Exercise instructions: One number is the whole answer: the tally of lines in the records that include the word "expressions".

Source records:
[Start of section]
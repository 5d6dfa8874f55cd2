//! TTL expressions → expiration instants
//!
//! Relative expressions ("30 days", "2h 30min", "in 1 week") are parsed by
//! `humantime`; absolute local dates ("2026-12-31", "2026-12-31 18:00") by
//! `chrono`. Resolution is pure: the caller supplies `now`.

use crate::core::error::{Error, Result};
use crate::core::ledger::Expiry;
use chrono::{DateTime, Local, NaiveDate, NaiveDateTime, TimeZone};

/// Turns an operator TTL expression into an absolute expiration instant.
pub trait TtlResolver {
    fn resolve(&self, expression: &str, now: DateTime<Local>) -> Result<Expiry>;
}

/// Default resolver for human-written durations and local dates.
#[derive(Debug, Clone, Copy, Default)]
pub struct HumanTtlResolver;

impl TtlResolver for HumanTtlResolver {
    fn resolve(&self, expression: &str, now: DateTime<Local>) -> Result<Expiry> {
        let unresolvable = |reason: String| Error::UnresolvableTtl {
            expression: expression.to_string(),
            reason,
        };

        let trimmed = expression.trim();
        if trimmed.is_empty() {
            return Err(unresolvable("empty expression".to_string()));
        }

        if let Some(at) = parse_absolute(trimmed) {
            return Ok(Expiry::from_datetime(&at));
        }

        let relative = trimmed
            .strip_prefix("in ")
            .or_else(|| trimmed.strip_prefix('+'))
            .unwrap_or(trimmed)
            .trim();

        let duration = humantime::parse_duration(relative).map_err(|e| unresolvable(e.to_string()))?;
        let delta = chrono::Duration::from_std(duration)
            .map_err(|_| unresolvable("duration out of range".to_string()))?;
        let at = now
            .checked_add_signed(delta)
            .ok_or_else(|| unresolvable("expiration out of range".to_string()))?;

        Ok(Expiry::from_datetime(&at))
    }
}

fn parse_absolute(s: &str) -> Option<DateTime<Local>> {
    let naive = ["%Y-%m-%d %H:%M:%S", "%Y-%m-%d %H:%M", "%Y-%m-%dT%H:%M:%S"]
        .iter()
        .find_map(|fmt| NaiveDateTime::parse_from_str(s, fmt).ok())
        .or_else(|| {
            NaiveDate::parse_from_str(s, "%Y-%m-%d")
                .ok()
                .and_then(|date| date.and_hms_opt(0, 0, 0))
        })?;

    // Skipped local times (DST gaps) have no instant
    Local.from_local_datetime(&naive).earliest()
}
[End of section]
Result of the task: 2